[Source records]

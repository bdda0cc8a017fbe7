//! Download endpoint for staged searchable PDFs.

use axum::{
    extract::{Path, State},
    http::{HeaderValue, StatusCode, header},
    response::{IntoResponse, Response},
};
use std::sync::Arc;

use crate::error::ServiceError;

use super::AppState;

/// Serve a staged searchable PDF as a binary attachment.
///
/// A token that was never issued, was evicted, or whose backing file is
/// gone all look the same to the client: 404.
pub async fn download_handler(
    State(state): State<Arc<AppState>>,
    Path(token): Path<String>,
) -> Result<Response, ServiceError> {
    let path = state
        .service
        .cache
        .resolve(&token)
        .ok_or_else(|| ServiceError::TokenNotFound {
            token: token.clone(),
        })?;

    let data = tokio::fs::read(&path)
        .await
        .map_err(|_| ServiceError::TokenNotFound {
            token: token.clone(),
        })?;

    Ok((
        StatusCode::OK,
        [
            (
                header::CONTENT_TYPE,
                HeaderValue::from_static("application/pdf"),
            ),
            (
                header::CONTENT_DISPOSITION,
                HeaderValue::from_static("attachment; filename=\"searchable.pdf\""),
            ),
        ],
        data,
    )
        .into_response())
}
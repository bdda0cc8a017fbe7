use std::sync::Arc;

use tokio::net::TcpListener;
use tracing::info;

mod api;
mod cache;
mod config;
mod error;
mod ocr;
mod pdftools;
mod preflight;
mod service;

use crate::service::OcrService;

#[tokio::main]
async fn main() -> Result<(), Box<dyn std::error::Error>> {
    // Initialize logging
    init_logging();

    info!(
        "Starting textlift service v{}",
        env!("CARGO_PKG_VERSION")
    );

    // Load configuration; startup fails on a missing auth token rather
    // than falling back to an insecure default.
    let config = config::load()?;
    config.validate()?;

    info!(
        host = %config.server.host,
        port = config.server.port,
        "Configuration loaded"
    );

    // Initialize the service
    let service = Arc::new(OcrService::new(config)?);

    // Periodically evict expired download-cache entries
    let sweep_service = service.clone();
    let sweep_interval = sweep_service.config.cache.sweep_interval();
    tokio::spawn(async move {
        let mut interval = tokio::time::interval(sweep_interval);
        loop {
            interval.tick().await;
            let removed = sweep_service.cache.sweep();
            if removed > 0 {
                info!(
                    removed,
                    remaining = sweep_service.cache.len(),
                    "Evicted expired download-cache entries"
                );
            }
        }
    });

    // Build the router
    let app = api::router(service.clone());

    // Start the server
    let addr = format!(
        "{}:{}",
        service.config.server.host, service.config.server.port
    );
    let listener = TcpListener::bind(&addr).await?;
    info!("Listening on {}", addr);

    axum::serve(listener, app).await?;

    Ok(())
}

fn init_logging() {
    use tracing_subscriber::{EnvFilter, fmt, prelude::*};

    let format = fmt::format()
        .with_target(true)
        .with_thread_ids(true)
        .compact();

    // Use RUST_LOG if set, otherwise default to info level for our crate
    let filter = EnvFilter::try_from_default_env()
        .unwrap_or_else(|_| EnvFilter::new("textlift_service=info"));

    tracing_subscriber::registry()
        .with(fmt::layer().event_format(format))
        .with(filter)
        .init();
}
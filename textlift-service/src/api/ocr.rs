//! Upload endpoint: accept a PDF, decide on OCR, return extracted text.

use axum::{
    Json,
    extract::{Multipart, Query, State},
    http::HeaderMap,
};
use serde::{Deserialize, Serialize};
use std::sync::Arc;

use crate::config::{AuthConfig, OcrConfig};
use crate::error::{ServiceError, ServiceResult};
use crate::ocr::OcrOptions;

use super::AppState;

/// Query parameters for `POST /ocr`. Unset values fall back to the
/// configured defaults.
#[derive(Debug, Default, Deserialize)]
pub struct OcrParams {
    /// tesseract language(s), e.g. "eng" or "eng+spa".
    pub lang: Option<String>,
    /// e.g. "1-2" or "1,3,5".
    pub pages: Option<String>,
    /// Tesseract OCR Engine Mode (0-3).
    pub tesseract_oem: Option<u8>,
    /// Tesseract Page Segmentation Mode (0-13).
    pub tesseract_psm: Option<u8>,
    /// Skip OCR entirely if every page already has text.
    pub only_ocr_if_needed: Option<bool>,
    /// Threshold to decide a page has text (0-200).
    pub min_chars_per_page: Option<u32>,
    pub force_ocr: Option<bool>,
    pub rotate_pages: Option<bool>,
    /// Stage the processed PDF for `GET /download/{token}`.
    pub keep_pdf: Option<bool>,
}

impl OcrParams {
    /// Resolve query overrides against configured defaults, validating the
    /// bounded knobs.
    fn into_options(self, defaults: &OcrConfig) -> ServiceResult<OcrOptions> {
        if let Some(oem) = self.tesseract_oem
            && oem > 3
        {
            return Err(ServiceError::invalid(format!(
                "tesseract_oem must be 0-3, got {oem}"
            )));
        }
        if let Some(psm) = self.tesseract_psm
            && psm > 13
        {
            return Err(ServiceError::invalid(format!(
                "tesseract_psm must be 0-13, got {psm}"
            )));
        }
        if let Some(min_chars) = self.min_chars_per_page
            && min_chars > 200
        {
            return Err(ServiceError::invalid(format!(
                "min_chars_per_page must be 0-200, got {min_chars}"
            )));
        }

        Ok(OcrOptions {
            language: self.lang.unwrap_or_else(|| defaults.language.clone()),
            pages: self.pages,
            tesseract_oem: self.tesseract_oem.or(defaults.tesseract_oem),
            tesseract_psm: self.tesseract_psm.or(defaults.tesseract_psm),
            only_ocr_if_needed: self
                .only_ocr_if_needed
                .unwrap_or(defaults.only_ocr_if_needed),
            min_chars_per_page: self
                .min_chars_per_page
                .unwrap_or(defaults.min_chars_per_page),
            force_ocr: self.force_ocr.unwrap_or(defaults.force_ocr),
            rotate_pages: self.rotate_pages.unwrap_or(defaults.rotate_pages),
            keep_searchable_pdf: self.keep_pdf.unwrap_or(defaults.keep_searchable_pdf),
        })
    }
}

/// Response for a processed upload
#[derive(Serialize)]
pub struct OcrResponse {
    pub ok: bool,
    pub pages: String,
    pub lang: String,
    pub text: String,
    #[serde(skip_serializing_if = "Option::is_none")]
    pub searchable_pdf: Option<String>,
}

/// Process an uploaded PDF
pub async fn ocr_handler(
    State(state): State<Arc<AppState>>,
    Query(params): Query<OcrParams>,
    headers: HeaderMap,
    mut multipart: Multipart,
) -> Result<Json<OcrResponse>, ServiceError> {
    // Reject before touching the body: an unauthorized request performs no
    // file writes and launches no external processes.
    authorize(&headers, &state.service.config.auth)?;

    let opts = params.into_options(&state.service.config.ocr)?;

    let mut file_data: Option<Vec<u8>> = None;
    while let Ok(Some(field)) = multipart.next_field().await {
        let name = field.name().unwrap_or("").to_string();
        if name == "file" {
            let data = field
                .bytes()
                .await
                .map_err(|e| ServiceError::invalid(e.to_string()))?;
            file_data = Some(data.to_vec());
        }
    }

    let data = file_data.ok_or_else(|| ServiceError::invalid("no file provided"))?;

    let outcome = state.service.process(&data, &opts).await?;

    Ok(Json(OcrResponse {
        ok: true,
        pages: opts.pages_echo(),
        lang: opts.language.clone(),
        text: outcome.text,
        searchable_pdf: outcome
            .download_token
            .map(|token| format!("/download/{token}")),
    }))
}

/// Compare the `x-app-token` header against the configured secret.
fn authorize(headers: &HeaderMap, auth: &AuthConfig) -> ServiceResult<()> {
    let provided = headers
        .get("x-app-token")
        .and_then(|value| value.to_str().ok());

    if provided != Some(auth.token.as_str()) {
        return Err(ServiceError::Unauthorized);
    }
    Ok(())
}
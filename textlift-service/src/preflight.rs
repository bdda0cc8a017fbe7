//! Decides whether an uploaded PDF actually needs OCR.
//!
//! Uncertainty always biases toward running OCR: an unknown page count or
//! a failed probe must never produce a false "already searchable" verdict.

use std::path::Path;

use tracing::{debug, info};

use crate::pdftools::{PageCount, PdfToolkit};

/// Report whether any page of `pdf` falls below the text-presence threshold.
///
/// Pages are probed in order and the first page with insufficient text
/// short-circuits the scan; the verdict is equivalent to requiring every
/// page to pass.
pub async fn needs_ocr(toolkit: &dyn PdfToolkit, pdf: &Path, min_chars_per_page: u32) -> bool {
    let total = match toolkit.page_count(pdf).await {
        PageCount::Known(n) => n,
        PageCount::Unknown => {
            info!("Page count unavailable, assuming OCR is needed");
            return true;
        }
    };

    for page in 1..=total {
        // A failed probe counts as a textless page, not a request failure.
        let chars = match toolkit.page_text(pdf, page).await {
            Some(text) => text.trim().chars().count(),
            None => 0,
        };

        if chars < min_chars_per_page as usize {
            debug!(page, chars, "Page below text threshold, OCR needed");
            return true;
        }
    }

    info!(pages = total, "Every page already carries text, skipping OCR");
    false
}
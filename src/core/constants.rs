use geo_types::{Coord, Point};

/// Center of the contiguous United States, used as the default map view.
pub const MIDDLE_OF_USA: Point<f64> = Point(Coord { x: -100.0, y: 40.0 });

/// Toronto area. Centering on Southern Ontario gives better radar coverage of the region.
pub const SOUTHERN_ONTARIO: Point<f64> = Point(Coord {
    x: -79.3832,
    y: 43.6532,
});

pub const MIN_LONGITUDE: f64 = -180.0;
pub const MAX_LONGITUDE: f64 = 180.0;
pub const MIN_LATITUDE: f64 = -90.0;
pub const MAX_LATITUDE: f64 = 90.0;

/// Latitude limit of the Web Mercator projection (EPSG:3857)
pub const MAX_MERCATOR_LATITUDE: f64 = 85.051_128_779_806_59;
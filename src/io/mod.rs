pub mod csv;
pub mod export;
pub mod geojson;

pub use self::csv::write_centers_csv;
pub use self::export::{ExportCenters, ExportConfig, ExportFormat, export_centers};
pub use self::geojson::{to_feature_collection, write_centers_geojson};
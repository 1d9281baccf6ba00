use crate::center::MapCenter;
use crate::error::MapCenterError;
use crate::io::csv::write_centers_csv;
use crate::io::geojson::write_centers_geojson;
use log::debug;
use std::fs;
use std::path::Path;

#[derive(Debug, Clone, Copy, PartialEq, Eq, Default)]
pub enum ExportFormat {
    /// One row per center: name, description, longitude, latitude
    #[default]
    Csv,
    /// A GeoJSON FeatureCollection of Point features
    GeoJson,
}

#[derive(Debug, Clone, Default)]
pub struct ExportConfig {
    pub format: ExportFormat,
    pub include_mercator: bool,
}

impl ExportConfig {
    /// Create a CSV export config without projected coordinates.
    ///
    /// # Example
    /// ```
    /// use map_centers::{ExportConfig, ExportFormat};
    ///
    /// let config = ExportConfig::new()
    ///     .format(ExportFormat::GeoJson)
    ///     .include_mercator(true);
    /// assert!(config.include_mercator);
    /// ```
    pub fn new() -> Self {
        Self::default()
    }

    pub fn format(mut self, format: ExportFormat) -> Self {
        self.format = format;
        self
    }

    // Adds Web Mercator x/y (EPSG:3857) alongside longitude/latitude.
    pub fn include_mercator(mut self, include: bool) -> Self {
        self.include_mercator = include;
        self
    }
}

pub trait ExportCenters {
    fn export_to(
        &self,
        output_path: impl AsRef<Path>,
        config: &ExportConfig,
    ) -> Result<(), MapCenterError>;
}

impl ExportCenters for [MapCenter] {
    fn export_to(
        &self,
        output_path: impl AsRef<Path>,
        config: &ExportConfig,
    ) -> Result<(), MapCenterError> {
        export_centers(self, output_path, config)
    }
}

impl ExportCenters for Vec<MapCenter> {
    fn export_to(
        &self,
        output_path: impl AsRef<Path>,
        config: &ExportConfig,
    ) -> Result<(), MapCenterError> {
        export_centers(self, output_path, config)
    }
}

/// Writes map centers to a file in the configured format.
///
/// Missing parent directories are created.
///
/// # Example
///
/// ```no_run
/// use map_centers::{ExportConfig, ExportFormat, all_centers, export_centers};
///
/// let config = ExportConfig::new().format(ExportFormat::GeoJson);
/// export_centers(&all_centers(), "web/centers.geojson", &config).unwrap();
/// ```
pub fn export_centers(
    centers: &[MapCenter],
    output_path: impl AsRef<Path>,
    config: &ExportConfig,
) -> Result<(), MapCenterError> {
    let output_path = output_path.as_ref();
    if let Some(parent) = output_path.parent() {
        fs::create_dir_all(parent).map_err(|e| MapCenterError::IoError(e.to_string()))?;
    }

    match config.format {
        ExportFormat::Csv => write_centers_csv(centers, output_path, config.include_mercator)?,
        ExportFormat::GeoJson => {
            write_centers_geojson(centers, output_path, config.include_mercator)?
        }
    }

    debug!(
        "exported {} centers to {} as {:?}",
        centers.len(),
        output_path.display(),
        config.format
    );
    Ok(())
}
use crate::coord::validate_lon_lat;
use crate::error::MapCenterError;
use geo_types::{Geometry, Point};
use geojson::GeoJson;
use std::str::FromStr;
use wkt::Wkt;

/// Parses a point from text, auto-detecting GeoJSON, WKT or a plain `lon,lat` pair.
///
/// GeoJSON is detected by a leading `{`, WKT by a leading `POINT` keyword. Anything
/// else is read as two numbers separated by a comma and/or whitespace. The parsed
/// point must be a valid longitude/latitude.
///
/// # Example
/// ```
/// use map_centers::parse_point;
///
/// # fn main() -> Result<(), map_centers::MapCenterError> {
/// let a = parse_point("-79.3832, 43.6532")?;
/// let b = parse_point("POINT(-79.3832 43.6532)")?;
/// assert_eq!(a, b);
/// # Ok(())
/// # }
/// ```
pub fn parse_point(s: &str) -> Result<Point<f64>, MapCenterError> {
    let trimmed = s.trim();
    let point = if trimmed.starts_with('{') {
        parse_geojson_point(trimmed)?
    } else if trimmed
        .get(..5)
        .is_some_and(|head| head.eq_ignore_ascii_case("POINT"))
    {
        parse_wkt_point(trimmed)?
    } else {
        parse_lon_lat(trimmed)?
    };

    validate_lon_lat(&point)?;
    Ok(point)
}

/// Parses `lon,lat`, `lon lat` or `lon, lat`.
pub fn parse_lon_lat(s: &str) -> Result<Point<f64>, MapCenterError> {
    let parts: Vec<&str> = s
        .split(|c: char| c == ',' || c.is_whitespace())
        .filter(|p| !p.is_empty())
        .collect();

    if parts.len() != 2 {
        return Err(MapCenterError::GeometryParseError(format!(
            "Expected two numbers (lon,lat), got '{}'",
            s
        )));
    }

    let lon = parts[0]
        .parse::<f64>()
        .map_err(|e| MapCenterError::GeometryParseError(e.to_string()))?;
    let lat = parts[1]
        .parse::<f64>()
        .map_err(|e| MapCenterError::GeometryParseError(e.to_string()))?;

    Ok(Point::new(lon, lat))
}

/// Parses a GeoJSON `Point` geometry, or a `Feature` whose geometry is a `Point`.
pub fn parse_geojson_point(s: &str) -> Result<Point<f64>, MapCenterError> {
    let geojson: GeoJson = s
        .parse()
        .map_err(|e: geojson::Error| MapCenterError::GeometryParseError(e.to_string()))?;

    let geometry = match geojson {
        GeoJson::Geometry(geom) => geom,
        GeoJson::Feature(feat) => feat.geometry.ok_or_else(|| {
            MapCenterError::GeometryParseError("Feature has no geometry".to_string())
        })?,
        GeoJson::FeatureCollection(_) => {
            return Err(MapCenterError::GeometryParseError(
                "FeatureCollection not supported, use a single Point".to_string(),
            ));
        }
    };

    let geometry = Geometry::<f64>::try_from(geometry)
        .map_err(|e| MapCenterError::GeometryParseError(e.to_string()))?;
    into_point(geometry)
}

/// Parses a WKT `POINT`.
pub fn parse_wkt_point(s: &str) -> Result<Point<f64>, MapCenterError> {
    let wkt: Wkt<f64> =
        Wkt::from_str(s).map_err(|e| MapCenterError::GeometryParseError(e.to_string()))?;

    let geometry: Geometry<f64> = wkt.try_into().map_err(|_| {
        MapCenterError::GeometryParseError("Failed to convert WKT to geometry".to_string())
    })?;
    into_point(geometry)
}

fn into_point(geometry: Geometry<f64>) -> Result<Point<f64>, MapCenterError> {
    match geometry {
        Geometry::Point(pt) => Ok(pt),
        _ => Err(MapCenterError::GeometryParseError(
            "Expected a Point geometry".to_string(),
        )),
    }
}

#[cfg(test)]
mod tests {
    use super::*;

    #[test]
    fn test_parse_lon_lat_variants() -> Result<(), MapCenterError> {
        for text in ["-100,40", "-100, 40", "-100 40", "  -100\t40  "] {
            let pt = parse_point(text)?;
            assert_eq!(pt, Point::new(-100.0, 40.0));
        }
        Ok(())
    }

    #[test]
    fn test_parse_geojson_point() -> Result<(), MapCenterError> {
        let json = r#"{"type":"Point","coordinates":[-79.3832,43.6532]}"#;
        let pt = parse_point(json)?;
        assert!((pt.x() - (-79.3832)).abs() < 1e-9);
        assert!((pt.y() - 43.6532).abs() < 1e-9);
        Ok(())
    }

    #[test]
    fn test_parse_geojson_feature() -> Result<(), MapCenterError> {
        let json = r#"{"type":"Feature","properties":{"name":"x"},"geometry":{"type":"Point","coordinates":[-100.0,40.0]}}"#;
        let pt = parse_point(json)?;
        assert_eq!(pt, Point::new(-100.0, 40.0));
        Ok(())
    }

    #[test]
    fn test_parse_geojson_rejects_linestring() {
        let json = r#"{"type":"LineString","coordinates":[[-0.1,51.5],[-0.2,51.6]]}"#;
        let result = parse_point(json);
        assert!(matches!(result, Err(MapCenterError::GeometryParseError(_))));
    }

    #[test]
    fn test_parse_wkt_point() -> Result<(), MapCenterError> {
        let pt = parse_point("POINT(-79.3832 43.6532)")?;
        assert!((pt.x() - (-79.3832)).abs() < 1e-9);
        assert!((pt.y() - 43.6532).abs() < 1e-9);

        let lower = parse_point("point(-100 40)")?;
        assert_eq!(lower, Point::new(-100.0, 40.0));
        Ok(())
    }

    #[test]
    fn test_parse_rejects_garbage_and_out_of_range() {
        assert!(matches!(
            parse_point("north-ish"),
            Err(MapCenterError::GeometryParseError(_))
        ));
        assert!(matches!(
            parse_point("1,2,3"),
            Err(MapCenterError::GeometryParseError(_))
        ));
        assert_eq!(
            parse_point("-100, 95"),
            Err(MapCenterError::InvalidLatitude(95.0))
        );
    }
}
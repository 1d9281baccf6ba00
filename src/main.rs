use clap::{Parser, Subcommand, ValueEnum};
use log::info;
use map_centers::{
    ExportConfig, ExportFormat, MapCenter, MapCenterError, Preset, all_centers, export_centers,
    parse_point,
};

#[derive(Parser)]
#[command(name = "map-centers", about = "Named map center points for web maps")]
struct Cli {
    #[command(subcommand)]
    command: Commands,
}

#[derive(Subcommand)]
enum Commands {
    /// List the built-in map centers
    List,

    /// Print one map center
    Show {
        /// Preset name, e.g. middle-of-usa or southern-ontario
        preset: String,

        /// Output format
        #[arg(short, long, default_value = "lnglat")]
        format: ShowFormat,
    },

    /// Find the built-in center closest to a point
    Nearest {
        /// Point as "lon,lat", WKT or GeoJSON
        point: String,
    },

    /// Write all built-in centers to a file
    Export {
        /// Output file path
        output: String,

        /// File format
        #[arg(short, long, default_value = "csv")]
        format: FileFormat,

        /// Include Web Mercator coordinates
        #[arg(long)]
        mercator: bool,
    },
}

#[derive(Clone, ValueEnum)]
enum ShowFormat {
    Lnglat,
    Wkt,
    Geojson,
    Mercator,
}

#[derive(Clone, ValueEnum)]
enum FileFormat {
    Csv,
    Geojson,
}

fn main() -> Result<(), MapCenterError> {
    env_logger::Builder::from_default_env().init();
    let cli = Cli::parse();

    match cli.command {
        Commands::List => {
            for center in all_centers() {
                println!(
                    "{:<18} {},{}  {}",
                    center.name(),
                    center.longitude(),
                    center.latitude(),
                    center.description().unwrap_or_default()
                );
            }
        }

        Commands::Show { preset, format } => {
            let center = preset.parse::<Preset>()?.center();
            match format {
                ShowFormat::Lnglat => {
                    let [lng, lat] = center.to_lng_lat();
                    println!("[{}, {}]", lng, lat);
                }
                ShowFormat::Wkt => println!("{}", center.to_wkt()),
                ShowFormat::Geojson => {
                    let json = serde_json::to_string(&center.to_geojson())
                        .map_err(|e| MapCenterError::SerializationError(e.to_string()))?;
                    println!("{}", json);
                }
                ShowFormat::Mercator => {
                    let merc = center.to_web_mercator()?;
                    println!("{} {}", merc.x(), merc.y());
                }
            }
        }

        Commands::Nearest { point } => {
            let pt = parse_point(&point)?;
            let preset = Preset::nearest(&pt)?;
            let center = preset.center();
            let km = MapCenter::new("query", &pt)?.distance_to(&center) / 1000.0;
            println!("{} ({:.1} km)", center, km);
        }

        Commands::Export {
            output,
            format,
            mercator,
        } => {
            let format = match format {
                FileFormat::Csv => ExportFormat::Csv,
                FileFormat::Geojson => ExportFormat::GeoJson,
            };
            let config = ExportConfig::new().format(format).include_mercator(mercator);
            export_centers(&all_centers(), &output, &config)?;
            info!("wrote {}", output);
        }
    }

    Ok(())
}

**Exercise:**
Write out every line of the data that holds the word "outcome".

**Result:**
    let outcome = state.service.process(&data, &opts).await?;
        text: outcome.text,
        searchable_pdf: outcome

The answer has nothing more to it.